Collected data:
——
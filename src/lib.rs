//! Portal Client - Resilient API Transport & Session Authentication
//!
//! The session layer for the player portal:
//! - A single HTTP funnel that normalizes every network/protocol failure
//!   into a closed five-code taxonomy
//! - A start-up bootstrapper that distinguishes "the backend is temporarily
//!   down" from "this credential is invalid"
//! - Narrow auth handlers (login, register, portal-token validation, logout)
//!   that settle the session through well-defined outcomes only
//!
//! # Architecture
//!
//! ```text
//! ┌──────────────────────────────────────────┐
//! │             SessionManager               │
//! │   (bootstrap + auth action handlers)     │
//! └───────────┬─────────────────┬────────────┘
//!             │                 │
//!             ▼                 ▼
//! ┌─────────────────┐   ┌─────────────────┐
//! │    Transport    │   │ CredentialStore │
//! │ (bearer inject, │   │ (token + user   │
//! │  ApiError funnel)│  │  pair, durable) │
//! └─────────────────┘   └─────────────────┘
//! ```

pub mod config;
pub mod credentials;
pub mod error;
pub mod session;
pub mod transport;
pub mod types;

// Re-export main types for convenience
pub use config::ClientConfig;
pub use credentials::{
    CredentialStore, CredentialStoreError, FileCredentialStore, MemoryCredentialStore,
};
pub use error::{extract_message, ApiError, ErrorCode};
pub use session::{BootstrapOutcome, SessionManager, SessionState};
pub use transport::Transport;
pub use types::{AuthResponse, LoginOutcome, RegisterRequest, UserSummary, ValidateResponse};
——
EXERCISE DESCRIPTION >> Could you copy every record above exactly as it appears?

RESULT >>
filename src/lib.rs
//! Portal Client - Resilient API Transport & Session Authentication
//!
//! The session layer for the player portal:
//! - A single HTTP funnel that normalizes every network/protocol failure
//!   into a closed five-code taxonomy
//! - A start-up bootstrapper that distinguishes "the backend is temporarily
//!   down" from "this credential is invalid"
//! - Narrow auth handlers (login, register, portal-token validation, logout)
//!   that settle the session through well-defined outcomes only
//!
//! # Architecture
//!
//! ```text
//! ┌──────────────────────────────────────────┐
//! │             SessionManager               │
//! │   (bootstrap + auth action handlers)     │
//! └───────────┬─────────────────┬────────────┘
//!             │                 │
//!             ▼                 ▼
//! ┌─────────────────┐   ┌─────────────────┐
//! │    Transport    │   │ CredentialStore │
//! │ (bearer inject, │   │ (token + user   │
//! │  ApiError funnel)│  │  pair, durable) │
//! └─────────────────┘   └─────────────────┘
//! ```

pub mod config;
pub mod credentials;
pub mod error;
pub mod session;
pub mod transport;
pub mod types;

// Re-export main types for convenience
pub use config::ClientConfig;
pub use credentials::{
    CredentialStore, CredentialStoreError, FileCredentialStore, MemoryCredentialStore,
};
pub use error::{extract_message, ApiError, ErrorCode};
pub use session::{BootstrapOutcome, SessionManager, SessionState};
pub use transport::Transport;
pub use types::{AuthResponse, LoginOutcome, RegisterRequest, UserSummary, ValidateResponse};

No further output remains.